To evaluate the effect of three temperatures, 20, 25, and 30 °C on the emergence of cercariae, the experiments were conducted separately for the two cercarial morphologic types in the form of abrupt bioassays (cf. Fig. 1). The experiments were initiated in an incubator set at 20 °C with a 14:10-h light:dark cycle, where all the plates were kept at this temperature for 24 h. A closed thermostatic bath used within the incubator was set at the next temperature (Koprivnikar & Poulin, 2009a). After 24 h at 20 °C, all the snails were individually transferred into new dishes (prewarmed at 25 °C within the thermostatic bath) for abrupt exposure before being placed in the incubator now reset at 25 °C. The cercariae remaining in the dishes at the lower temperature were then directly counted after transfer of the snails to the new temperature. The thermostatic bath was then set at 30 °C. After 24 h at 25 °C in the incubator, all the snails were then individually transferred into new dishes (prewarmed to 30 °C within the thermostatic bath) for a second abrupt exposure before being placed in the incubator reset at 30 °C. The cercariae remaining in the dishes at the lower temperature (25 °C) were then counted after transfer of the snails to the new temperature. At the end of the assay, the cercariae remaining in the wells of the third set of dishes were counted and the snails measured with calipers before being returned to their original wells. The protocol followed in this experiment was based on the work of Koprivnikar & Poulin (2009a) and previous bioassays performed by us to maximize the methodology.
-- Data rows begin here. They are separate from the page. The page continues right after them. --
#[cfg(test)]
mod tests {
    use std::sync::atomic::{AtomicUsize, Ordering};

    use crossbeam_channel::unbounded;

    use super::*;
    use crate::backend::{Access, Backend, IntercomBackend, RegisterDevice};

    fn recording_callback() -> (NotifyCallback, crossbeam_channel::Receiver<ValueCell>) {
        let (tx, rx) = unbounded();
        let callback: NotifyCallback = Arc::new(move |result: Result<ValueCell, PvError>| {
            tx.send(result.unwrap()).unwrap();
        });
        (callback, rx)
    }

    fn intercom_pv() -> (SharedPv, crate::backend::intercom::Intercom<i32>) {
        let backend = IntercomBackend::new("test");
        let value = backend.add_pv("COUNT", 0i32).unwrap();
        let mut shared = SharedPv::open("COUNT", backend.open("COUNT").unwrap());
        shared.activate().unwrap();
        (shared, value)
    }

    #[test]
    fn single_notification_in_flight_per_consumer() {
        let (mut shared, value) = intercom_pv();
        let id = shared.add_consumer();
        let (callback, seen) = recording_callback();
        assert!(shared.subscribe(id, callback).unwrap().first_for_consumer);
        shared.initial_delivery(id).unwrap().run(|_, _| true);
        assert_eq!(seen.try_recv().unwrap().value(), &PvValue::Int32(vec![0]));
        assert!(!shared.is_armed(false));

        value.store(1).unwrap();
        value.store(2).unwrap();
        assert!(shared.acknowledge(id));
        assert!(shared.is_armed(false));
        shared.do_notify().unwrap().run(|_, _| true);
        assert_eq!(seen.try_recv().unwrap().value(), &PvValue::Int32(vec![1]));
        // Until acknowledged, no new round may start
        assert!(!shared.is_armed(false));
        assert!(seen.try_recv().is_err());
        assert!(shared.acknowledge(id));
        assert!(!shared.acknowledge(id));
        shared.do_notify().unwrap().run(|_, _| true);
        assert_eq!(seen.try_recv().unwrap().value(), &PvValue::Int32(vec![2]));
    }

    #[test]
    #[should_panic(expected = "still pending")]
    fn notify_round_requires_no_pending_credit() {
        let (mut shared, _value) = intercom_pv();
        let id = shared.add_consumer();
        let (callback, _seen) = recording_callback();
        shared.subscribe(id, callback).unwrap();
        let _delivery = shared.initial_delivery(id);
        let _ = shared.do_notify();
    }

    #[test]
    fn pending_count_matches_outstanding_consumers() {
        let (mut shared, value) = intercom_pv();
        let ids: Vec<_> = (0..3).map(|_| shared.add_consumer()).collect();
        let count = Arc::new(AtomicUsize::new(0));
        for id in &ids[..2] {
            let count = count.clone();
            shared
                .subscribe(
                    *id,
                    Arc::new(move |_: Result<ValueCell, PvError>| {
                        count.fetch_add(1, Ordering::SeqCst);
                    }),
                )
                .unwrap();
        }
        value.store(7).unwrap();
        let delivery = shared.do_notify().unwrap();
        assert_eq!(delivery.targets.len(), 2);
        assert_eq!(shared.notification_pending(), 2);
        delivery.run(|_, _| true);
        assert_eq!(count.load(Ordering::SeqCst), 2);

        // Removing a consumer with an outstanding credit releases it
        assert!(shared.remove_consumer(ids[0]).is_some());
        assert_eq!(shared.notification_pending(), 1);
        assert_eq!(shared.notify_callbacks(), 1);
        // Consumers that never subscribed hold nothing
        assert!(!shared.acknowledge(ids[2]));
        assert!(shared.acknowledge(ids[1]));
        assert_eq!(shared.notification_pending(), 0);
    }

    #[test]
    fn cancelled_deliveries_are_skipped() {
        let (mut shared, value) = intercom_pv();
        let id = shared.add_consumer();
        let (callback, seen) = recording_callback();
        shared.subscribe(id, callback).unwrap();
        value.store(3).unwrap();
        let delivery = shared.do_notify().unwrap();
        let (_, epoch, _) = &delivery.targets[0];
        let epoch = *epoch;
        assert!(shared.unsubscribe(id).is_some());
        assert_eq!(shared.notification_pending(), 0);
        assert!(!shared.awaits_delivery(id, epoch));
        delivery.run(|id, epoch| shared.awaits_delivery(id, epoch));
        assert!(seen.try_recv().is_err());
    }

    #[test]
    fn queued_values_never_repeat_a_version() {
        let (mut shared, value) = intercom_pv();
        let id = shared.add_consumer();
        let (callback, seen) = recording_callback();
        shared.subscribe(id, callback).unwrap();
        shared.initial_delivery(id).unwrap().run(|_, _| true);
        let initial = seen.try_recv().unwrap().version();

        // While the credit is held, the application stores and a consumer writes
        value.store(1).unwrap();
        let written =
            transfer_out(&shared.io, PvValue::Int32(vec![2]), VersionNumber::new()).unwrap();
        let version = written.version();
        shared.fold(written);
        assert!(shared.acknowledge(id));

        // The older stored value is superseded by the write
        shared.do_notify().unwrap().run(|_, _| true);
        let cell = seen.try_recv().unwrap();
        assert!(cell.version() > initial);
        assert_eq!(cell.version(), version);
        assert_eq!(cell.value(), &PvValue::Int32(vec![2]));
        assert!(shared.acknowledge(id));

        // The echo of the write has nothing new to say
        assert!(shared.do_notify().is_none());
        assert!(seen.try_recv().is_err());
        assert!(shared.is_armed(false));

        value.store(3).unwrap();
        shared.do_notify().unwrap().run(|_, _| true);
        assert_eq!(seen.try_recv().unwrap().value(), &PvValue::Int32(vec![3]));
    }

    #[test]
    fn late_subscribers_do_not_hide_values_from_others() {
        let (mut shared, _value) = intercom_pv();
        let first = shared.add_consumer();
        let (callback, seen) = recording_callback();
        shared.subscribe(first, callback).unwrap();
        shared.initial_delivery(first).unwrap().run(|_, _| true);
        seen.try_recv().unwrap();
        assert!(shared.acknowledge(first));

        let written =
            transfer_out(&shared.io, PvValue::Int32(vec![8]), VersionNumber::new()).unwrap();
        let version = written.version();
        shared.fold(written);
        // A newcomer is handed the written value straight away
        let second = shared.add_consumer();
        let (callback, late_seen) = recording_callback();
        shared.subscribe(second, callback).unwrap();
        shared.initial_delivery(second).unwrap().run(|_, _| true);
        assert_eq!(late_seen.try_recv().unwrap().version(), version);
        assert!(shared.acknowledge(second));

        // The echo of the write still reaches the first subscriber, and only them
        let delivery = shared.do_notify().unwrap();
        assert_eq!(delivery.targets.len(), 1);
        assert_eq!(shared.notification_pending(), 1);
        delivery.run(|_, _| true);
        assert_eq!(seen.try_recv().unwrap().version(), version);
        assert!(late_seen.try_recv().is_err());
    }

    #[test]
    fn unarmed_poll_results_are_only_cached() {
        let device = RegisterDevice::new("dev");
        device.add_register("TEMP", 20.0f64, Access::Read).unwrap();
        let mut shared = SharedPv::open("TEMP", device.open("TEMP").unwrap());
        let id = shared.add_consumer();
        let (callback, seen) = recording_callback();
        shared.subscribe(id, callback).unwrap();
        shared.initial_delivery(id).unwrap().run(|_, _| true);
        seen.try_recv().unwrap();
        assert!(shared.acknowledge(id));

        let version = device.poke("TEMP", 22.0f64).unwrap();
        let fetched = transfer_in(&shared.io, ValueType::Float64, 1);
        assert!(shared.complete_poll(fetched, false).is_none());
        assert_eq!(shared.last_value().version(), version);
        assert_eq!(shared.notification_pending(), 0);

        // Nothing was delivered, so the next poll still hands the value out
        let fetched = transfer_in(&shared.io, ValueType::Float64, 1);
        shared.complete_poll(fetched, true).unwrap().run(|_, _| true);
        assert_eq!(seen.try_recv().unwrap().version(), version);
        assert!(shared.acknowledge(id));
        let fetched = transfer_in(&shared.io, ValueType::Float64, 1);
        assert!(shared.complete_poll(fetched, true).is_none());
    }

    #[test]
    fn cached_value_never_goes_backwards() {
        let (mut shared, _value) = intercom_pv();
        let older = VersionNumber::new();
        let newer = VersionNumber::new();
        shared.fold(ValueCell::new(PvValue::Int32(vec![5]), newer));
        let current = shared.fold(ValueCell::new(PvValue::Int32(vec![4]), older));
        assert_eq!(current.version(), newer);
        assert_eq!(current.value(), &PvValue::Int32(vec![5]));
    }

    #[test]
    fn polled_rounds_only_deliver_new_versions() {
        let device = RegisterDevice::new("dev");
        device.add_register("TEMP", 20.0f64, Access::Read).unwrap();
        let mut shared = SharedPv::open("TEMP", device.open("TEMP").unwrap());
        assert!(!shared.is_push());
        assert!(shared.can_notify(true));
        assert!(!shared.can_notify(false));

        let id = shared.add_consumer();
        let (callback, seen) = recording_callback();
        shared.subscribe(id, callback).unwrap();
        shared.initial_delivery(id).unwrap().run(|_, _| true);
        seen.try_recv().unwrap();
        shared.acknowledge(id);
        assert!(shared.is_armed(true));
        assert!(shared.do_notify().is_none());

        device.poke("TEMP", 21.5f64).unwrap();
        shared.do_notify().unwrap().run(|_, _| true);
        assert_eq!(seen.try_recv().unwrap().value(), &PvValue::Float64(vec![21.5]));
    }

    #[test]
    fn transfers_swap_buffers() {
        let (shared, value) = intercom_pv();
        let version = VersionNumber::new();
        let cell = transfer_out(&shared.io, PvValue::Int32(vec![42]), version).unwrap();
        assert_eq!(cell.version(), version);
        assert_eq!(value.load(), 42);
        // The written value was echoed to our own, activated, queue
        let cell = transfer_in(&shared.io, ValueType::Int32, 1).unwrap().unwrap();
        assert_eq!(cell.value(), &PvValue::Int32(vec![42]));
        assert!(transfer_in(&shared.io, ValueType::Int32, 1).unwrap().is_none());
    }
}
Fig. 1. Flow diagram of experimental procedure for cercariae emergence assays. 

Statistical analyses were initially conducted for each separate bioassay in order to determine the differences between the cercarial numbers with respect to temperature. The normality of cercarial-emergence values was analyzed by the Shapiro-Wilk test. When that distribution was nonnormal, the Kruskal-Wallis test was used to establish the optimal temperature.

The second step-expressing the mean values registered for the total numbers of emerged cercariae per morphologic type per day-involved comparisons made between the two cercarial types (i. e., monostome and pleurolophocercous) for each temperature. When comparisons were made, the data were subjected to a Wilcoxon test because the data distribution was non normal.

As snail size could potentially affect the number of cercariae emerging (Koprivnikar & Poulin, 2009a, b), a correlation analysis was also made by calculating the Spearman coefficient. Because, however, that last test indicated that the parameters snail size and cercarial number emerging were not correlated, no further transformations of the data were performed.

All statistical analyses were carried out with InfoStat software ( at a significance level of 0.05.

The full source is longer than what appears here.